Adjust update strategy for NNF DaemonSets

NearNodeFlash / NearNodeFlash.github.io

View this document https://nearnodeflash.github.io/

Apache License 2.0

3 stars 3 forks source link

Adjust update strategy for NNF DaemonSets #118

Closed bdevcich closed 4 months ago

bdevcich commented 5 months ago

From @behlendorf:

It took a significant amount of time for it to kill and restart all the pods when I added in the merced filesystem since it ran through it sequentially. Thankfully that's a one time thing, but it seems it will make redeploying slow.

When you add/remove a lustrefilesystem resource, the nnf-dm-manager-controller sees that and then adds/removes a Volume and VolumeMount to the nnf-dm-worker DaemonSet. Kubernetes then handles it from there and restarts the nnf-dm-worker pods on each rabbit to mount/umount that filesystem change.

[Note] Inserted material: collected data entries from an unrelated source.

//! Process-wide queue configuration, read once at startup.

use std::str::FromStr;
use std::time::Duration;

use crate::dispatch::{DEFAULT_EVENTS_KEY, DEFAULT_EVENTS_MAX_LEN, DEFAULT_PENDING_KEY};

/// Default processing lease before a row is reaped.
pub const DEFAULT_LEASE_TIMEOUT: Duration = Duration::from_secs(900);

/// Default sweeper period.
pub const DEFAULT_SWEEP_INTERVAL: Duration = Duration::from_secs(15);

#[derive(Debug, Clone, PartialEq, Eq, thiserror::Error)]
pub enum ConfigError {
    #[error("missing required environment variable {0}")]
    Missing(&'static str),

    #[error("invalid value for {name}: {value:?} ({reason})")]
    Invalid {
        name: &'static str,
        value: String,
        reason: String,
    },
}

/// Which dispatch mechanism the process uses.
#[derive(Debug, Clone, Copy, PartialEq, Eq)]
pub enum BackendKind {
    /// Workers claim rows from Postgres directly.
    Postgres,
    /// Ready ids are handed off through a Redis list.
    Redis,
}

impl BackendKind {
    pub fn as_str(&self) -> &'static str {
        match self {
            Self::Postgres => "postgres",
            Self::Redis => "redis",
        }
    }
}

impl FromStr for BackendKind {
    type Err = String;

    fn from_str(s: &str) -> Result<Self, Self::Err> {
        match s.trim().to_ascii_lowercase().as_str() {
            "postgres" | "postgresql" | "pg" => Ok(Self::Postgres),
            "redis" => Ok(Self::Redis),
            other => Err(format!("unknown backend '{other}', expected postgres or redis")),
        }
    }
}

#[derive(Debug, Clone, PartialEq, Eq)]
pub struct QueueConfig {
    pub backend: BackendKind,
    pub redis_url: Option<String>,
    pub pending_key: String,
    pub events_key: String,
    pub events_max_len: usize,
    pub lease_timeout: Duration,
    pub sweep_interval: Duration,
}

impl Default for QueueConfig {
    fn default() -> Self {
        Self {
            backend: BackendKind::Postgres,
            redis_url: None,
            pending_key: DEFAULT_PENDING_KEY.to_string(),
            events_key: DEFAULT_EVENTS_KEY.to_string(),
            events_max_len: DEFAULT_EVENTS_MAX_LEN,
            lease_timeout: DEFAULT_LEASE_TIMEOUT,
            sweep_interval: DEFAULT_SWEEP_INTERVAL,
        }
    }
}

impl QueueConfig {
    pub fn from_env() -> Result<Self, ConfigError> {
        Self::from_lookup(|name| std::env::var(name).ok())
    }

    /// Build from an arbitrary variable source. Empty values count as unset.
    pub fn from_lookup<F>(lookup: F) -> Result<Self, ConfigError>
    where
        F: Fn(&str) -> Option<String>,
    {
        let get = |name: &str| lookup(name).filter(|v| !v.trim().is_empty());
        let defaults = Self::default();

        let backend = match get("JOB_QUEUE_BACKEND") {
            Some(raw) => raw.parse::<BackendKind>().map_err(|reason| ConfigError::Invalid {
                name: "JOB_QUEUE_BACKEND",
                value: raw.clone(),
                reason,
            })?,
            None => defaults.backend,
        };

        let redis_url = get("REDIS_URL");
        if backend == BackendKind::Redis && redis_url.is_none() {
            return Err(ConfigError::Missing("REDIS_URL"));
        }

        let events_max_len = match get("JOB_QUEUE_EVENTS_MAX_LEN") {
            Some(raw) => parse_positive("JOB_QUEUE_EVENTS_MAX_LEN", &raw)? as usize,
            None => defaults.events_max_len,
        };

        let lease_timeout = match get("JOB_LEASE_TIMEOUT_SECS") {
            Some(raw) => Duration::from_secs(parse_positive("JOB_LEASE_TIMEOUT_SECS", &raw)?),
            None => defaults.lease_timeout,
        };

        let sweep_interval = match get("JOB_SWEEP_INTERVAL_SECS") {
            Some(raw) => Duration::from_secs(parse_positive("JOB_SWEEP_INTERVAL_SECS", &raw)?),
            None => defaults.sweep_interval,
        };

        Ok(Self {
            backend,
            redis_url,
            pending_key: get("JOB_QUEUE_PENDING_KEY").unwrap_or(defaults.pending_key),
            events_key: get("JOB_QUEUE_EVENTS_KEY").unwrap_or(defaults.events_key),
            events_max_len,
            lease_timeout,
            sweep_interval,
        })
    }

    pub fn is_accelerated(&self) -> bool {
        self.backend == BackendKind::Redis
    }
}

fn parse_positive(name: &'static str, raw: &str) -> Result<u64, ConfigError> {
    let invalid = |reason: String| ConfigError::Invalid {
        name,
        value: raw.to_string(),
        reason,
    };
    let value = raw.trim().parse::<u64>().map_err(|e| invalid(e.to_string()))?;
    if value == 0 {
        return Err(invalid("must be greater than zero".to_string()));
    }
    Ok(value)
}
//! Redis list-backed dispatch queue.
//!
//! ## Layout
//!
//! - **Pending list** (`sitefleet:jobs:pending`): job ids, `RPUSH` to enqueue,
//!   `LPOP key count` to dequeue. `LPOP` is atomic, so concurrent workers never
//!   receive the same entry.
//! - **Event list** (`sitefleet:jobs:events`): JSON `JobEvent`s appended with
//!   `RPUSH` and bounded with `LTRIM key -max -1` in one `MULTI` block.
//!
//! `LPOP` with a count requires Redis 6.2 or later.

use async_trait::async_trait;
use redis::aio::ConnectionManager;
use tracing::{debug, instrument};

use super::{DispatchError, DispatchQueue, EventLog, JobEvent, DEFAULT_EVENTS_KEY, DEFAULT_PENDING_KEY};
use crate::jobs::JobId;

/// Dispatch queue and event log over Redis lists.
///
/// `ConnectionManager` reconnects transparently and is cheap to clone.
#[derive(Clone)]
pub struct RedisDispatchQueue {
    conn: ConnectionManager,
    pending_key: String,
    events_key: String,
    events_max_len: usize,
}

impl std::fmt::Debug for RedisDispatchQueue {
    fn fmt(&self, f: &mut std::fmt::Formatter<'_>) -> std::fmt::Result {
        f.debug_struct("RedisDispatchQueue")
            .field("pending_key", &self.pending_key)
            .field("events_key", &self.events_key)
            .field("events_max_len", &self.events_max_len)
            .finish()
    }
}

impl RedisDispatchQueue {
    /// Connect to Redis.
    ///
    /// # Arguments
    ///
    /// * `redis_url` - Redis connection URL (e.g., "redis://localhost:6379")
    /// * `pending_key` - pending list key (default: "sitefleet:jobs:pending")
    /// * `events_key` - event list key (default: "sitefleet:jobs:events")
    /// * `events_max_len` - event list bound
    pub async fn connect(
        redis_url: impl AsRef<str>,
        pending_key: Option<String>,
        events_key: Option<String>,
        events_max_len: usize,
    ) -> Result<Self, DispatchError> {
        let client = redis::Client::open(redis_url.as_ref())
            .map_err(|e| DispatchError::Unavailable(e.to_string()))?;
        let conn = ConnectionManager::new(client)
            .await
            .map_err(|e| DispatchError::Unavailable(e.to_string()))?;

        Ok(Self {
            conn,
            pending_key: pending_key.unwrap_or_else(|| DEFAULT_PENDING_KEY.to_string()),
            events_key: events_key.unwrap_or_else(|| DEFAULT_EVENTS_KEY.to_string()),
            events_max_len: events_max_len.max(1),
        })
    }

    /// Round-trip `PING`, used at startup.
    pub async fn ping(&self) -> Result<(), DispatchError> {
        let mut conn = self.conn.clone();
        let _: String = redis::cmd("PING")
            .query_async(&mut conn)
            .await
            .map_err(map_redis_error)?;
        Ok(())
    }
}

#[async_trait]
impl DispatchQueue for RedisDispatchQueue {
    #[instrument(skip(self, ids), fields(key = %self.pending_key, count = ids.len()), err)]
    async fn push(&self, ids: &[JobId]) -> Result<(), DispatchError> {
        if ids.is_empty() {
            return Ok(());
        }
        let values: Vec<String> = ids.iter().map(JobId::to_string).collect();

        let mut conn = self.conn.clone();
        let _: i64 = redis::cmd("RPUSH")
            .arg(&self.pending_key)
            .arg(values)
            .query_async(&mut conn)
            .await
            .map_err(map_redis_error)?;
        Ok(())
    }

    #[instrument(skip(self), fields(key = %self.pending_key), err)]
    async fn pop(&self, max: usize) -> Result<Vec<JobId>, DispatchError> {
        if max == 0 {
            return Ok(vec![]);
        }

        let mut conn = self.conn.clone();
        let values: Option<Vec<String>> = redis::cmd("LPOP")
            .arg(&self.pending_key)
            .arg(max)
            .query_async(&mut conn)
            .await
            .map_err(map_redis_error)?;

        let ids = values
            .unwrap_or_default()
            .iter()
            .map(|raw| {
                raw.parse::<JobId>()
                    .map_err(|e| DispatchError::Malformed(format!("{raw}: {e}")))
            })
            .collect::<Result<Vec<_>, _>>()?;

        debug!(count = ids.len(), "popped job ids");
        Ok(ids)
    }

    async fn len(&self) -> Result<u64, DispatchError> {
        let mut conn = self.conn.clone();
        let len: u64 = redis::cmd("LLEN")
            .arg(&self.pending_key)
            .query_async(&mut conn)
            .await
            .map_err(map_redis_error)?;
        Ok(len)
    }

    fn pending_key(&self) -> &str {
        &self.pending_key
    }
}

#[async_trait]
impl EventLog for RedisDispatchQueue {
    async fn append(&self, event: &JobEvent) -> Result<(), DispatchError> {
        let payload = serde_json::to_string(event)
            .map_err(|e| DispatchError::Malformed(e.to_string()))?;
        let keep = -(self.events_max_len as i64);

        let mut conn = self.conn.clone();
        let _: () = redis::pipe()
            .atomic()
            .cmd("RPUSH")
            .arg(&self.events_key)
            .arg(payload)
            .ignore()
            .cmd("LTRIM")
            .arg(&self.events_key)
            .arg(keep)
            .arg(-1)
            .ignore()
            .query_async(&mut conn)
            .await
            .map_err(map_redis_error)?;
        Ok(())
    }

    async fn recent(&self, limit: usize) -> Result<Vec<JobEvent>, DispatchError> {
        if limit == 0 {
            return Ok(vec![]);
        }

        let mut conn = self.conn.clone();
        let raw: Vec<String> = redis::cmd("LRANGE")
            .arg(&self.events_key)
            .arg(-(limit as i64))
            .arg(-1)
            .query_async(&mut conn)
            .await
            .map_err(map_redis_error)?;

        raw.iter()
            .map(|entry| {
                serde_json::from_str(entry).map_err(|e| DispatchError::Malformed(e.to_string()))
            })
            .collect()
    }

    fn event_key(&self) -> &str {
        &self.events_key
    }
}

fn map_redis_error(err: redis::RedisError) -> DispatchError {
    if err.is_io_error() || err.is_connection_refusal() || err.is_connection_dropped() || err.is_timeout() {
        DispatchError::Unavailable(err.to_string())
    } else {
        DispatchError::Command(err.to_string())
    }
}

The DaemonSet defines this for the updateStrategy:

 updateStrategy:
    rollingUpdate:
      maxSurge: 0
      maxUnavailable: 1
    type: RollingUpdate

That maxUnavailable: 1 is what is causing the sequential behavior. We'll need to tweak this.

bdevcich commented 4 months ago

We need to consider the same for lusre-csi-driver. There might be other areas for this as well.

bdevcich commented 4 months ago

@behlendorf, I'm making changes to set this to a sane default for our 3 daemonsets:

nnf-dm-worker
lustre-csi-node
nnf-node-manager

maxUnavailable can be set to a number of nodes/pods or a percentage. Setting it to 100% would cause it to attempt a restart on all the nodes at the same time, 50% would do half, 25% a quarter, etc. Do you have a preference on what percentage (or hard number) should be?

This value will be adjustable for each system.

behlendorf commented 4 months ago

@bdevcich as an initial swag how about 25%. This seems like it may be a reasonable compromise between propagating the changes rapidly and potentially overwhelming the system / container repository / other. Then we can tune on a per system basis, and revisit the default as needed.

bdevcich commented 4 months ago

@bdevcich as an initial swag how about 25%. This seems like it may be a reasonable compromise between propagating the changes rapidly and potentially overwhelming the system / container repository / other. Then we can tune on a per system basis, and revisit the default as needed.

Perfect, that's the percentage that I've been playing around with in my testing.

bdevcich commented 4 months ago

PRs here to default these all to 25%:

For nnf-dm, the NnfDataMovementManager resource is edited rather than the DaemonSet directly. The manager is responsibe for managing the DaemonSet.

bdevcich commented 4 months ago

@behlendorf I am comfortable closing this issue after we implemented this manually today on El Cap. Do you agree?

behlendorf commented 4 months ago

Yup, things are looking much better after these changes.